Teures Zweibettzimmer – von Daniel Freudenreich

Daniel Freudenreich

Die Ideen von Jens Spahn zu einer besseren Patientenversorgung klingen prima. Rasche Termine beim Facharzt, wer will das nicht? Für die Forderung nach Zweibettzimmern im Krankenhaus wird Spahn viel Beifall von gesetzlich Versicherten ernten. Und für die Wahl eines Krankenhauses mag es hilfreich sein, wenn der Patient weiß, ob die Klinik XY ein Brutkasten für Keime ist oder nicht. Alles schön und gut. Zwei grundsätzliche Fragen bleiben: Wer soll das bezahlen? Wie soll es funktionieren?

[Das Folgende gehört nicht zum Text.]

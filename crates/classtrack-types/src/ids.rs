//! Typed identifiers for students and teachers.
//!
//! IDs are opaque strings issued by the authentication provider (the login
//! collaborator is out of scope — we consume whatever uid it hands us).
//! Wrapping them in distinct newtypes keeps a roster path from ever being
//! built with the arguments swapped. The `random()` constructor mints a
//! UUIDv7 hex string for local development and tests, where no provider
//! exists.

use std::fmt;

use serde::{Deserialize, Serialize};

/// A student identifier (provider uid, opaque).
#[derive(Clone, Hash, Eq, PartialEq, Ord, PartialOrd, Serialize, Deserialize)]
#[serde(transparent)]
pub struct StudentId(String);

/// A teacher identifier (provider uid, opaque).
#[derive(Clone, Hash, Eq, PartialEq, Ord, PartialOrd, Serialize, Deserialize)]
#[serde(transparent)]
pub struct TeacherId(String);

macro_rules! impl_uid {
    ($T:ident) => {
        impl $T {
            /// Wrap a provider-issued uid.
            pub fn new(uid: impl Into<String>) -> Self {
                Self(uid.into())
            }

            /// Mint a fresh time-ordered id (UUIDv7 hex) for tests and
            /// local development.
            pub fn random() -> Self {
                Self(uuid::Uuid::now_v7().as_simple().to_string())
            }

            /// The raw uid string.
            pub fn as_str(&self) -> &str {
                &self.0
            }

            /// First 8 characters — for human display only, not lookup.
            pub fn short(&self) -> &str {
                &self.0[..self.0.len().min(8)]
            }
        }

        impl fmt::Display for $T {
            fn fmt(&self, f: &mut fmt::Formatter<'_>) -> fmt::Result {
                f.write_str(&self.0)
            }
        }

        impl fmt::Debug for $T {
            fn fmt(&self, f: &mut fmt::Formatter<'_>) -> fmt::Result {
                write!(f, concat!(stringify!($T), "({})"), self.0)
            }
        }

        impl From<&str> for $T {
            fn from(s: &str) -> Self {
                Self(s.to_string())
            }
        }

        impl From<String> for $T {
            fn from(s: String) -> Self {
                Self(s)
            }
        }
    };
}

impl_uid!(StudentId);
impl_uid!(TeacherId);

// ============================================================================
// Tests
// ============================================================================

Wenn Spahn ein Keimregister will, dann wird dies nur eine Aussagekraft haben, wenn alle Krankenhauskeime meldepflichtig werden. Ein Register allein wird die Zahl der Infektionen nicht verringern können. Dazu brauchen die Kliniken auch geschulte Hygienefachkräfte, die auf die Einhaltung der Vorschriften pochen. Nicht jedes Krankenhaus wird ohne weiteres auf Zweibettzimmer umstellen können. Was machen Häuser, die nach wie vor gut ausgelastet sind? Müssen sie für viel Geld anbauen? Dies dürfte nicht nur bei den öffentlich finanzierten Krankenhäusern schwierig werden. Spahns Ideen sind eine wichtige Diskussionsgrundlage für das Versorgungsgesetz. Mehr aber nicht.